MANAGEMENT IN THE WILD
Since the prime objective of crocodile project is to rebuild their population in the wild, restocking the sanctuaries with captive reared crocodiles is an ongoing programme. The resident and released populations of crocodiles are periodically monitored and the trend of nesting is also assessed.
Protection of crocodiles is a round-the-year activity. Major threats are from intruding fishermen using nylon set nets.
Because of the occasional reappearance of crocodiles in their former habitat, it is now shared by increasing human population; there are occasional instances of nuisance crocodile. Such crocodiles are generally captured and shifted to some other river/creek or are brought back to captivity after careful consideration of the case histories and field conditions.
CAPTIVE BREEDING OF CROCODILES AT NANDANKANAN
Captive breeding units of all the three crocodilian species have been established at Nandankanan Zoo. Muggers bred at there have also been released in Satkosia Gorge. Although Gharials have failed to establish in Satkosia Gorge, Muggers have settled down well in this stretch of Mahanadi River. As per the survey carried out in January to March 2004, there are 64 Muggers in Mahanadi river system and 83 Muggers in the rivers of Similipal.
RESEARCH AND TRAINING
In-house research has been conducted to standardise 'the rear and release' technique. Studies have been carried out to determine the appropriate method of population assessment, egg collection, egg incubation, hatching, and husbandry of the young crocodiles and various aspects of behavioral biology of the three species of crocodiles and their habitat features. The baseline data collection on Indian crocodilians and their management has been possible because of the 300 publications produced from these conservation projects.
Training has been imparted to all field staff employed in the project to help them to discharge their duties efficiently. Local people have been trained to bring live food for the hatchling in the pools. The research officers of this organisation have availed the overseas training and have also undertaken courses through the UNDP/FAO Programme. Based on their performance and contribution, they have been a part of the steering committee and also a member of the IUCN/ SSC Crocodile Specialist Group.

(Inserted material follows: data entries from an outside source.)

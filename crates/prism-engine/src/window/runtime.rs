use anyhow::{Context, Result};
use ouroboros::self_referencing;

use winit::application::ApplicationHandler;
use winit::dpi::LogicalSize;
use winit::event::{DeviceEvent, DeviceId, ElementState, WindowEvent};
use winit::event_loop::{ActiveEventLoop, ControlFlow, EventLoop};
use winit::keyboard::{KeyCode, PhysicalKey};
use winit::window::{CursorGrabMode, Window, WindowId};

use crate::core::{App as CoreApp, AppControl, FrameCtx, WindowCtx};
use crate::device::{Gpu, GpuInit};
use crate::input::translate::translate_window_event;
use crate::input::{InputEvent, InputFrame, InputState, PointerMoveEvent};
use crate::time::FrameClock;

use super::virtual_cursor::VirtualCursor;

/// Window/runtime configuration.
#[derive(Debug, Clone)]
pub struct RuntimeConfig {
    pub title: String,
    pub initial_size: LogicalSize<f64>,

    /// Hide and capture the cursor at startup (mouse-look demos).
    pub cursor_grab: bool,

    /// Close the window when Escape is pressed.
    pub exit_on_escape: bool,
}

impl RuntimeConfig {
    pub fn new(title: impl Into<String>) -> Self {
        Self {
            title: title.into(),
            ..Self::default()
        }
    }

    pub fn with_cursor_grab(mut self, grab: bool) -> Self {
        self.cursor_grab = grab;
        self
    }
}

impl Default for RuntimeConfig {
    fn default() -> Self {
        Self {
            title: "prism".to_string(),
            initial_size: LogicalSize::new(800.0, 600.0),
            cursor_grab: false,
            exit_on_escape: true,
        }
    }
}

/// Runtime context passed to the application.
///
/// Commands are buffered and applied after the current callback returns.
pub struct RuntimeCtx {
    commands: Vec<Command>,
    cursor_grabbed: bool,
}

impl RuntimeCtx {
    fn new(cursor_grabbed: bool) -> Self {
        Self {
            commands: Vec::new(),
            cursor_grabbed,
        }
    }

    /// Whether the cursor is currently hidden and captured.
    pub fn cursor_grabbed(&self) -> bool {
        self.cursor_grabbed
    }

    pub fn set_cursor_grab(&mut self, grab: bool) {
        self.commands.push(Command::SetCursorGrab(grab));
    }

    pub fn set_title(&mut self, title: impl Into<String>) {
        self.commands.push(Command::SetTitle(title.into()));
    }

    pub fn exit(&mut self) {
        self.commands.push(Command::Exit);
    }
}

enum Command {
    SetCursorGrab(bool),
    SetTitle(String),
    Exit,
}

/// Entry point for the runtime.
pub struct Runtime;

impl Runtime {
    /// Opens one window, drives `app` until it exits, then returns.
    ///
    /// Errors raised while creating the window or GPU are returned here
    /// after the event loop has shut down.
    pub fn run<A>(config: RuntimeConfig, gpu_init: GpuInit, app: A) -> Result<()>
    where
        A: 'static + CoreApp,
    {
        let event_loop = EventLoop::new().context("failed to create winit EventLoop")?;
        let mut state = AppState::new(config, gpu_init, app);

        event_loop
            .run_app(&mut state)
            .context("winit event loop terminated with error")?;

        match state.error.take() {
            Some(err) => Err(err),
            None => Ok(()),
        }
    }
}

#[self_referencing]
struct WindowEntry {
    input_state: InputState,
    input_frame: InputFrame,
    clock: FrameClock,

    window: Window,

    #[borrows(window)]
    #[covariant]
    gpu: Gpu<'this>,
}

struct AppState<A>
where
    A: CoreApp + 'static,
{
    config: RuntimeConfig,
    gpu_init: GpuInit,
    app: A,

    window: Option<WindowEntry>,

    cursor_grabbed: bool,
    /// Accumulated raw mouse motion while grabbed, reported as a pointer
    /// position so consumers see one kind of cursor event.
    virtual_cursor: VirtualCursor,

    exit_requested: bool,
    error: Option<anyhow::Error>,
}

impl<A> AppState<A>
where
    A: CoreApp + 'static,
{
    fn new(config: RuntimeConfig, gpu_init: GpuInit, app: A) -> Self {
        Self {
            config,
            gpu_init,
            app,
            window: None,
            cursor_grabbed: false,
            virtual_cursor: VirtualCursor::default(),
            exit_requested: false,
            error: None,
        }
    }

    fn request_exit(&mut self, event_loop: &ActiveEventLoop) {
        self.exit_requested = true;
        event_loop.exit();
    }

    fn create_window(&mut self, event_loop: &ActiveEventLoop) -> Result<()> {
        let attrs = Window::default_attributes()
            .with_title(self.config.title.clone())
            .with_inner_size(self.config.initial_size);

        let window = event_loop
            .create_window(attrs)
            .context("failed to create window")?;

        let gpu_init = self.gpu_init.clone();

        let mut entry = WindowEntryTryBuilder {
            input_state: InputState::default(),
            input_frame: InputFrame::default(),
            clock: FrameClock::default(),
            window,
            gpu_builder: |w| pollster::block_on(Gpu::new(w, gpu_init)),
        }
        .try_build()
        .context("GPU initialization failed")?;

        entry.with_gpu(|gpu| self.app.on_start(&gpu.render_ctx()));
        // Startup work (shader compilation, uploads) must not show up as the
        // first frame's dt.
        entry.with_clock_mut(|clock| clock.reset());
        entry.with_window(|w| w.request_redraw());

        self.window = Some(entry);

        if self.config.cursor_grab {
            self.apply_cursor_grab(true);
        }

        log::info!("window `{}` ready", self.config.title);
        Ok(())
    }

    fn apply_cursor_grab(&mut self, grab: bool) {
        let Some(entry) = &mut self.window else {
            return;
        };

        let grabbed = entry.with_window(|w| grab_cursor(w, grab));
        if grabbed == self.cursor_grabbed {
            return;
        }
        self.cursor_grabbed = grabbed;

        if let Some((x, y)) = entry.with_input_state(|s| s.pointer_pos) {
            self.virtual_cursor.place(x, y);
        }

        // The reported position jumps between the real and the virtual
        // cursor; consumers treat the next sample as a fresh entry.
        entry.with_mut(|f| f.input_state.apply_event(f.input_frame, InputEvent::PointerLeft));
        log::debug!("cursor grab {}", if grabbed { "on" } else { "off" });
    }

    fn apply_commands(&mut self, event_loop: &ActiveEventLoop, mut ctx: RuntimeCtx) {
        for cmd in ctx.commands.drain(..) {
            match cmd {
                Command::SetCursorGrab(grab) => self.apply_cursor_grab(grab),
                Command::SetTitle(title) => {
                    if let Some(entry) = &self.window {
                        entry.with_window(|w| w.set_title(&title));
                    }
                }
                Command::Exit => self.request_exit(event_loop),
            }
        }
    }

    fn redraw(&mut self, event_loop: &ActiveEventLoop) {
        let Some(entry) = &mut self.window else {
            return;
        };

        // Split borrows to avoid `self` capture inside `ouroboros` closures.
        let app = &mut self.app;
        let mut runtime_ctx = RuntimeCtx::new(self.cursor_grabbed);
        let mut app_control = AppControl::Continue;

        entry.with_mut(|fields| {
            let time = fields.clock.tick();

            // Scope to ensure `ctx` is dropped before mutating frame state.
            {
                let mut ctx = FrameCtx {
                    window: WindowCtx {
                        window: fields.window,
                    },
                    gpu: fields.gpu,
                    input: fields.input_state,
                    input_frame: fields.input_frame,
                    time,
                    runtime: &mut runtime_ctx,
                };

                app_control = app.on_frame(&mut ctx);
            }

            // Clear per-frame deltas after the frame is consumed.
            fields.input_frame.clear();
        });

        if app_control == AppControl::Exit {
            runtime_ctx.exit();
        }

        self.apply_commands(event_loop, runtime_ctx);
    }
}

impl<A> ApplicationHandler for AppState<A>
where
    A: CoreApp + 'static,
{
    fn resumed(&mut self, event_loop: &ActiveEventLoop) {
        if self.window.is_some() {
            return;
        }

        if let Err(e) = self.create_window(event_loop) {
            log::error!("failed to create window: {e:#}");
            self.error = Some(e);
            self.request_exit(event_loop);
        }
    }

    fn about_to_wait(&mut self, event_loop: &ActiveEventLoop) {
        if self.exit_requested {
            event_loop.exit();
            return;
        }

        event_loop.set_control_flow(ControlFlow::Wait);

        // Continuous redraw: every demo animates or reacts to held keys.
        if let Some(entry) = &self.window {
            entry.with_window(|w| w.request_redraw());
        }
    }

    fn window_event(
        &mut self,
        event_loop: &ActiveEventLoop,
        _window_id: WindowId,
        event: WindowEvent,
    ) {
        if self.exit_requested {
            event_loop.exit();
            return;
        }

        let app = &mut self.app;
        let cursor_grabbed = self.cursor_grabbed;

        let Some(entry) = &mut self.window else {
            return;
        };

        let mut app_control = AppControl::Continue;
        entry.with_mut(|fields| {
            if let Some(ev) = translate_window_event(fields.window, &event, cursor_grabbed) {
                fields.input_state.apply_event(fields.input_frame, ev);
            }
            app_control = app.on_window_event(&event);
        });

        if app_control == AppControl::Exit {
            self.request_exit(event_loop);
            return;
        }

        match &event {
            WindowEvent::CloseRequested => self.request_exit(event_loop),

            WindowEvent::KeyboardInput { event: key, .. }
                if self.config.exit_on_escape
                    && key.state == ElementState::Pressed
                    && key.physical_key == PhysicalKey::Code(KeyCode::Escape) =>
            {
                self.request_exit(event_loop);
            }

            // Some platforms drop the grab when focus moves away.
            WindowEvent::Focused(true) if self.cursor_grabbed => {
                entry.with_window(|w| grab_cursor(w, true));
            }

            WindowEvent::Resized(new_size) => {
                entry.with_gpu_mut(|gpu| gpu.resize(*new_size));
                entry.with_window(|w| w.request_redraw());
            }

            WindowEvent::ScaleFactorChanged { .. } => {
                let new_size = entry.with_window(|w| w.inner_size());
                entry.with_gpu_mut(|gpu| gpu.resize(new_size));
                entry.with_window(|w| w.request_redraw());
            }

            WindowEvent::RedrawRequested => self.redraw(event_loop),

            _ => {}
        }
    }

    fn device_event(
        &mut self,
        _event_loop: &ActiveEventLoop,
        _device_id: DeviceId,
        event: DeviceEvent,
    ) {
        if !self.cursor_grabbed {
            return;
        }
        let DeviceEvent::MouseMotion { delta: (dx, dy) } = event else {
            return;
        };
        let Some(entry) = &mut self.window else {
            return;
        };
        if !entry.with_window(|w| w.has_focus()) {
            return;
        }

        let step = self.virtual_cursor.advance(dx, dy);
        if step.rebased {
            log::trace!("virtual cursor re-based");
        }

        entry.with_mut(|f| {
            if step.rebased {
                f.input_state.apply_event(f.input_frame, InputEvent::PointerLeft);
            }
            let moved = PointerMoveEvent { x: step.x, y: step.y };
            f.input_state.apply_event(f.input_frame, InputEvent::PointerMoved(moved));
        });
    }
}

/// Captures (or releases) the cursor. Returns whether it ended up grabbed.
fn grab_cursor(window: &Window, grab: bool) -> bool {
    if !grab {
        if let Err(e) = window.set_cursor_grab(CursorGrabMode::None) {
            log::warn!("failed to release cursor: {e}");
        }
        window.set_cursor_visible(true);
        return false;
    }

    // Confined works on Windows/X11, Locked on macOS/Wayland.
    let result = window
        .set_cursor_grab(CursorGrabMode::Confined)
        .or_else(|_| window.set_cursor_grab(CursorGrabMode::Locked));

    match result {
        Ok(()) => {
            window.set_cursor_visible(false);
            true
        }
        Err(e) => {
            log::warn!("cursor grab unavailable: {e}");
            false
        }
    }
}
/// A single acquired frame.
///
/// Short-lived: holding the surface texture blocks acquisition of the next
/// frame. Presentation happens when it is dropped after submission.
pub struct GpuFrame {
    pub surface_texture: wgpu::SurfaceTexture,
    pub view: wgpu::TextureView,
    pub encoder: wgpu::CommandEncoder,
}
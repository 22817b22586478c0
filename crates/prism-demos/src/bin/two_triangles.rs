//! Two triangles side by side, each drawn by its own pipeline: one orange,
//! one blue, over a teal background.

use anyhow::Result;

use prism_engine::core::{App, AppControl, FrameCtx};
use prism_engine::device::GpuInit;
use prism_engine::logging::{LoggingConfig, init_logging};
use prism_engine::paint::Color;
use prism_engine::render::{
    Mesh, PipelineDesc, PositionVertex, RenderCtx, UniformBuffer, Vertex, primitives, shader,
};
use prism_engine::window::{Runtime, RuntimeConfig};

const FLAT_WGSL: &str = include_str!("../../shaders/flat.wgsl");

/// One triangle with its own pipeline and color.
struct FlatTriangle {
    pipeline: wgpu::RenderPipeline,
    tint: UniformBuffer<[f32; 4]>,
    mesh: Mesh,
}

impl FlatTriangle {
    fn new(
        ctx: &RenderCtx<'_>,
        label: &str,
        module: &wgpu::ShaderModule,
        vertices: &[PositionVertex],
        color: Color,
    ) -> Self {
        let tint = color.for_surface(ctx.surface_format).to_array();
        let tint = UniformBuffer::new(ctx.device, label, wgpu::ShaderStages::FRAGMENT, &tint);
        let pipeline = PipelineDesc::new(label, module)
            .vertex_layouts(&[PositionVertex::layout()])
            .bind_group_layouts(&[tint.layout()])
            .build(ctx);
        let mesh = Mesh::new(ctx.device, label, vertices);

        Self { pipeline, tint, mesh }
    }

    fn draw(&self, pass: &mut wgpu::RenderPass<'_>) {
        pass.set_pipeline(&self.pipeline);
        pass.set_bind_group(0, self.tint.bind_group(), &[]);
        self.mesh.draw(pass);
    }
}

#[derive(Default)]
struct TwoTriangles {
    triangles: Vec<FlatTriangle>,
}

impl App for TwoTriangles {
    fn on_start(&mut self, ctx: &RenderCtx<'_>) {
        let module = shader::load_wgsl(ctx.device, "flat", FLAT_WGSL);
        self.triangles = vec![
            FlatTriangle::new(
                ctx,
                "orange triangle",
                &module,
                &primitives::LEFT_TRIANGLE,
                Color::from_srgb(1.0, 0.5, 0.2),
            ),
            FlatTriangle::new(
                ctx,
                "blue triangle",
                &module,
                &primitives::RIGHT_TRIANGLE,
                Color::from_srgb(0.1, 0.2, 1.0),
            ),
        ];
    }

    fn on_frame(&mut self, ctx: &mut FrameCtx<'_, '_>) -> AppControl {
        let triangles = &self.triangles;
        ctx.render(Color::from_srgb(0.2, 0.3, 0.3), |_, target| {
            let mut pass = target.begin_pass("two triangles");
            for triangle in triangles {
                triangle.draw(&mut pass);
            }
        })
    }
}

fn main() -> Result<()> {
    init_logging(LoggingConfig::default());
    Runtime::run(
        RuntimeConfig::new("two triangles"),
        GpuInit::default(),
        TwoTriangles::default(),
    )
}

All the three species of crocodiles have been saved from the brink of extinction, and many of their habitats have been brought under the protected area network of the State. The crocodile project that has been working at a slow-pace in the State has contributed handsomely to develop the know-how and spread the awareness. Future of the crocodiles can be secured with adequate protection of their habitats.
Apart from producing a large number of crocodiles in a short span, the Crocodile Project has contributed in various ways to the entire approach of wildlife conservation, research and training such as:
- Local people have been intimately involved in the management of crocodiles
- Full time research personnel have been inducted into the wildlife wing to carry out research on crocodiles and other associated wildlife
- Some important wetland sanctuaries have been created with crocodiles as the flagship-species. Active management of other wetland species began in conjunction with the crocodilians. These included the Mangrove Plants, Marine Turtles, Freshwater Turtles, Monitor Lizards, Gangetic Dolphins, Otters and other reptilian fauna.
- It can be said that, the crocodile project is the beginning of an intimate overseas collaboration in the field of wildlife conservation, education and training.